DATA PROVIDED:
------------------------

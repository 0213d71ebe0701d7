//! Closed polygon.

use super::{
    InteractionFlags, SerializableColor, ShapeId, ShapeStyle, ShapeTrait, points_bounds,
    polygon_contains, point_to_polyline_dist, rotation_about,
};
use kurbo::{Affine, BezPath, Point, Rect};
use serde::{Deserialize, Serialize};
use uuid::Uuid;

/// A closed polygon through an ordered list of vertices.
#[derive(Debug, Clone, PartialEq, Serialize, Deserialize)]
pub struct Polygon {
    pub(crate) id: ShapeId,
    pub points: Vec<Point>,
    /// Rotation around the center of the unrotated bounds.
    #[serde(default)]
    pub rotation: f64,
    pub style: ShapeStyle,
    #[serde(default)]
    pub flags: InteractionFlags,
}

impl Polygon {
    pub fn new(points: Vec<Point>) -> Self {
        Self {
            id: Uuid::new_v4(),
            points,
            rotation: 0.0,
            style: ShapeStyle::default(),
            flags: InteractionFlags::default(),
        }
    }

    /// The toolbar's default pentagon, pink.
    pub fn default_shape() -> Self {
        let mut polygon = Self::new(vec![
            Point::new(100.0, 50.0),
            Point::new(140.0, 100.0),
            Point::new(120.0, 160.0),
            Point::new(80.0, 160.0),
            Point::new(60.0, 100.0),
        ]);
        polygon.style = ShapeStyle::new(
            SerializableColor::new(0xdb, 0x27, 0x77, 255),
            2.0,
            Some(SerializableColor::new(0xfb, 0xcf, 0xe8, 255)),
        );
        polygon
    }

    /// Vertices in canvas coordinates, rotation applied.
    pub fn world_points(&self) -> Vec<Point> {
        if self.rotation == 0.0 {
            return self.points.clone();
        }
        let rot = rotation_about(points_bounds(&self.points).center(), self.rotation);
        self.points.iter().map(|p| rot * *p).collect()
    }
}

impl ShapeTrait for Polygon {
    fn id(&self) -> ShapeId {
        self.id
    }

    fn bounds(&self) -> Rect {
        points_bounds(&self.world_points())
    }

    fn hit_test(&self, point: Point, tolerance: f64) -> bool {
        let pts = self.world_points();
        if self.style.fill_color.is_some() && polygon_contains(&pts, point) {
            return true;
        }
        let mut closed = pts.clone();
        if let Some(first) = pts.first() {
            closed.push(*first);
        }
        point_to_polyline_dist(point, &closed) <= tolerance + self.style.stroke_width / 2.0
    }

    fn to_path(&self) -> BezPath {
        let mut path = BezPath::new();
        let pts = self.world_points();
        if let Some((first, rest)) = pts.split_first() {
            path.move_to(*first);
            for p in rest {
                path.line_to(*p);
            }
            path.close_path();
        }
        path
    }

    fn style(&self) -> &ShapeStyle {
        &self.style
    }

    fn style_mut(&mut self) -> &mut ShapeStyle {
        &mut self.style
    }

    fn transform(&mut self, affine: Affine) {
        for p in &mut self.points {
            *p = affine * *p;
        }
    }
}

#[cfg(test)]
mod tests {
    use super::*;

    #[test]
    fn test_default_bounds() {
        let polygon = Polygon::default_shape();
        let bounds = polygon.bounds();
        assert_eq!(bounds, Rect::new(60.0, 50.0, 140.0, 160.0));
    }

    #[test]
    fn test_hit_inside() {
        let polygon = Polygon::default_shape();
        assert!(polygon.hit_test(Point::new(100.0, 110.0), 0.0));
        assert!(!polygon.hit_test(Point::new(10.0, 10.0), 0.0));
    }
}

------------------------

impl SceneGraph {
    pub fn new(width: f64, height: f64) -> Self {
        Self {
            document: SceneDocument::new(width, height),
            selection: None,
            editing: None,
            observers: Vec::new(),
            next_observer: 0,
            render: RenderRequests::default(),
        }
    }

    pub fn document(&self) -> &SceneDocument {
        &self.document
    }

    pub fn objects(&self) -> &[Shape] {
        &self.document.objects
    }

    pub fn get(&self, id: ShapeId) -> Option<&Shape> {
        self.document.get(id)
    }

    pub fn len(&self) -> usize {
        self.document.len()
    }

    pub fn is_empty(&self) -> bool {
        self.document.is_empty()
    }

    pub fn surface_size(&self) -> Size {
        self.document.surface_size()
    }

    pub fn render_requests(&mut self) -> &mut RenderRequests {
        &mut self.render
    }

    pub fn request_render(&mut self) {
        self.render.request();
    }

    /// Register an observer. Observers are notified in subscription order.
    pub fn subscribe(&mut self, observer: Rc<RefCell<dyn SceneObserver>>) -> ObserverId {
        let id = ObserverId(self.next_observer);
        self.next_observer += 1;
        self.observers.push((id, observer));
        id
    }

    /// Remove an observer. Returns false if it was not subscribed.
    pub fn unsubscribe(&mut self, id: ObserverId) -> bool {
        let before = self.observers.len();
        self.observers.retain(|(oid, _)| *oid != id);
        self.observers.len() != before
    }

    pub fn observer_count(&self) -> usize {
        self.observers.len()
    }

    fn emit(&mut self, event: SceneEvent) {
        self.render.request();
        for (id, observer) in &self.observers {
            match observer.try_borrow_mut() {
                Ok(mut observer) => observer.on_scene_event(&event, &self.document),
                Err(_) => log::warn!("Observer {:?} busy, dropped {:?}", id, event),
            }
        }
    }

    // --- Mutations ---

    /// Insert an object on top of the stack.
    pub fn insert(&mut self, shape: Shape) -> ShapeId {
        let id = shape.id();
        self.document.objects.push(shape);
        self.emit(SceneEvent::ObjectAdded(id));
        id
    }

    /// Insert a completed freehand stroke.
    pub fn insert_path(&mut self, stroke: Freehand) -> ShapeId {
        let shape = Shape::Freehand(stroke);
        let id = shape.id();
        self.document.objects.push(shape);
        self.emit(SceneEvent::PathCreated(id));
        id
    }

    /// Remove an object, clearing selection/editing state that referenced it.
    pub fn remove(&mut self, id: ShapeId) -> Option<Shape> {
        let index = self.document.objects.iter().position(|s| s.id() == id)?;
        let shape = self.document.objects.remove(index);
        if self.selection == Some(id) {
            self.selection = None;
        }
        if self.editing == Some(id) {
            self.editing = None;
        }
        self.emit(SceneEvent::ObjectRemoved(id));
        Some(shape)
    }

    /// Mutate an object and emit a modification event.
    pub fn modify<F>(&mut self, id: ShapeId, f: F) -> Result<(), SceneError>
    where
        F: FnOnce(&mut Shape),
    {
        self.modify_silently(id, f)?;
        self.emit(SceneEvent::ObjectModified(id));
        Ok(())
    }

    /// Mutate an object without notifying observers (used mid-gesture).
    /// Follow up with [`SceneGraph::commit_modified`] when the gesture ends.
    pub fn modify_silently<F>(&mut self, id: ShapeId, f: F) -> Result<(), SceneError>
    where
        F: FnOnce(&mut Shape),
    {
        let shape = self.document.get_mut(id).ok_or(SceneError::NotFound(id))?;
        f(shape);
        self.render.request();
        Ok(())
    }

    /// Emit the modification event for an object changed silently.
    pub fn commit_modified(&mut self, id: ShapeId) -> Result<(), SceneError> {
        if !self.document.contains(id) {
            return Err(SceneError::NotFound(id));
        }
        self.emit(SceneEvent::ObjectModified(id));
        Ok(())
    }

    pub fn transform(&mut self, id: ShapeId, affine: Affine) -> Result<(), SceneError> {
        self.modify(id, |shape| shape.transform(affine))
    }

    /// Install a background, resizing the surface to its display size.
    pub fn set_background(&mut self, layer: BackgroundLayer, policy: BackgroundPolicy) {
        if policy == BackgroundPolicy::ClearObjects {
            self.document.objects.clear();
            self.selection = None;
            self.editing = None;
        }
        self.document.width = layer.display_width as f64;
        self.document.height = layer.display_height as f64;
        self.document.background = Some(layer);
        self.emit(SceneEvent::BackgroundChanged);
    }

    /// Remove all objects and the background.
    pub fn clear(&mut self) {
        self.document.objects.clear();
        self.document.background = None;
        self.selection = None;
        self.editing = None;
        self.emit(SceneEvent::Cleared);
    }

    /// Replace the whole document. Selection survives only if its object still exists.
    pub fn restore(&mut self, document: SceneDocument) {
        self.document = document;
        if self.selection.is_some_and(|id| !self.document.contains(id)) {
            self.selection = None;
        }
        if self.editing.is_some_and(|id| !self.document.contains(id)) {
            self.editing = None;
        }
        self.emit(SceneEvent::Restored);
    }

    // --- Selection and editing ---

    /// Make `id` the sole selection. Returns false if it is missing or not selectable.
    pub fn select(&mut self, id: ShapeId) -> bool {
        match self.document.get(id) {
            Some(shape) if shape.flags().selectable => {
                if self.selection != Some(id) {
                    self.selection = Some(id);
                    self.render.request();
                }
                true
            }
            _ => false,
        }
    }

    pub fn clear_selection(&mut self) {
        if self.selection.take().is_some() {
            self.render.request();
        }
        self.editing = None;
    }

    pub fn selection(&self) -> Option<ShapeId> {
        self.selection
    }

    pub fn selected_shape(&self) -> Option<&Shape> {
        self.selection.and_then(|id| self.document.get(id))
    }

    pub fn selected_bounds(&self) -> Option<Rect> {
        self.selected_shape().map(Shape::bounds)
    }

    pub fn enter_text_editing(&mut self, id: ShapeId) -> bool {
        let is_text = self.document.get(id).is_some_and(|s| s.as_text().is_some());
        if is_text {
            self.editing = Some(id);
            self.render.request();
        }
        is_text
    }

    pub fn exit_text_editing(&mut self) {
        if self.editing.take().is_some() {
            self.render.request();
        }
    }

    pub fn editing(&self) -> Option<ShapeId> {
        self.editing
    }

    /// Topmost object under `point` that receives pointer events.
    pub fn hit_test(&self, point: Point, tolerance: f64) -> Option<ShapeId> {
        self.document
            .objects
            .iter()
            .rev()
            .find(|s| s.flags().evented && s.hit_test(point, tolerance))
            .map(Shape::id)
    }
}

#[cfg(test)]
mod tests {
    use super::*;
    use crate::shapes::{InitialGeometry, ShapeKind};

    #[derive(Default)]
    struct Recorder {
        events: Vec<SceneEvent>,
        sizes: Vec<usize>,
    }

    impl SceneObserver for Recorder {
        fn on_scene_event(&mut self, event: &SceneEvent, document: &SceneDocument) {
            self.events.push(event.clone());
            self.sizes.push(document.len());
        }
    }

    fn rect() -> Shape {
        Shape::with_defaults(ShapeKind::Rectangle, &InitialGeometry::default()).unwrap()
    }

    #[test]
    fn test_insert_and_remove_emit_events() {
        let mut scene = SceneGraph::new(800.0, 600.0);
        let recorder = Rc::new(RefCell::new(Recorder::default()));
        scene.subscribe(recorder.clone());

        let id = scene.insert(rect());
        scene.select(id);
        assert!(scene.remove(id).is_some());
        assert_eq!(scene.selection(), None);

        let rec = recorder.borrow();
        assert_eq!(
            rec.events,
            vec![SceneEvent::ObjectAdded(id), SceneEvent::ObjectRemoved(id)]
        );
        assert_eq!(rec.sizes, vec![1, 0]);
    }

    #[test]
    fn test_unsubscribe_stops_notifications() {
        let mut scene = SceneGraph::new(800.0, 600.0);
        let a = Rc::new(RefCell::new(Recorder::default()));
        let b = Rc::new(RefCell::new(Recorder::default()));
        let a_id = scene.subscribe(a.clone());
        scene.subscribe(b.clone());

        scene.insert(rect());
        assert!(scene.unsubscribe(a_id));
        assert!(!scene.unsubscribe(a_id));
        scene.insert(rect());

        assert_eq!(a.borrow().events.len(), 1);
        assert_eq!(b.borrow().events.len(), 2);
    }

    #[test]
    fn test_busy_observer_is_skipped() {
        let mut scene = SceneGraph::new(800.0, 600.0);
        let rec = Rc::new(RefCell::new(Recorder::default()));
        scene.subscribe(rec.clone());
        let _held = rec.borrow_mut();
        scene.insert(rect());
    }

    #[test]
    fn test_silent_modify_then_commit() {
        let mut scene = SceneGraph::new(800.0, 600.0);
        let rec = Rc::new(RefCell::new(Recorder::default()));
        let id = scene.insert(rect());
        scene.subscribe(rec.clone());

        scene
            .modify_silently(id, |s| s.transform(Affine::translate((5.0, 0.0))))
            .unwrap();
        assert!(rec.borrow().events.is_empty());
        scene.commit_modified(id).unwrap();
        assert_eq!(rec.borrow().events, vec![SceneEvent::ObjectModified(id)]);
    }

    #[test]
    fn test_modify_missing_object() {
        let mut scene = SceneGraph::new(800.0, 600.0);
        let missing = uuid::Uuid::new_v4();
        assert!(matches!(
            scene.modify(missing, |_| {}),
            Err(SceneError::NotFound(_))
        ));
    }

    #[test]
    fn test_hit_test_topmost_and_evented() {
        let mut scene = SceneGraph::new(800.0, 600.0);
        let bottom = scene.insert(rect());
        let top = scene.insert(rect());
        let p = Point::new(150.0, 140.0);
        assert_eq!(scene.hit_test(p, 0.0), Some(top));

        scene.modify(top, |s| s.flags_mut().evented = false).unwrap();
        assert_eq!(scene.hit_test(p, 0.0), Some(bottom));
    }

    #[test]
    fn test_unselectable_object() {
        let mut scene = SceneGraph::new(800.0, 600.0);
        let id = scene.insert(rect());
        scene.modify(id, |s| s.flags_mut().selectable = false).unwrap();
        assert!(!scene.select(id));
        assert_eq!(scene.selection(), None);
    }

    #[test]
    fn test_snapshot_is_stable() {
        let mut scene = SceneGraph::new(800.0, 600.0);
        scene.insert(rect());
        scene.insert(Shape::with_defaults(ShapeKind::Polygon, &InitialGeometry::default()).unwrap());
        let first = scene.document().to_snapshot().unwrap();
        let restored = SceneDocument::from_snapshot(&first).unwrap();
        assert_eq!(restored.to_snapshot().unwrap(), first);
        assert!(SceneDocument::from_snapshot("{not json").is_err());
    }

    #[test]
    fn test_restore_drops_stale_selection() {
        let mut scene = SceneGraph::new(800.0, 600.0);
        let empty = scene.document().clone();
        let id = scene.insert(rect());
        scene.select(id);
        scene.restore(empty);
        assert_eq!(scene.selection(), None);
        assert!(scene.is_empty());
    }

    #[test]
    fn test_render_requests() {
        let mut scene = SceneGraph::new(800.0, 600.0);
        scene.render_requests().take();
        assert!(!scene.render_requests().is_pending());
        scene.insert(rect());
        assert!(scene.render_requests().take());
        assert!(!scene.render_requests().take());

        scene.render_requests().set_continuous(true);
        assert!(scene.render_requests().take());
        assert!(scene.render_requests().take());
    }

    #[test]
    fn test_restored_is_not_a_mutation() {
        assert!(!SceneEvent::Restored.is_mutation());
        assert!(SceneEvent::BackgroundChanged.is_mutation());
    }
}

------------------------

WORK TO COMPLETE:
Which lines of the records above contain the word "layer"? Report each one in full.

EXPECTED ANSWER:
    pub fn set_background(&mut self, layer: BackgroundLayer, policy: BackgroundPolicy) {
        self.document.width = layer.display_width as f64;
        self.document.height = layer.display_height as f64;
        self.document.background = Some(layer);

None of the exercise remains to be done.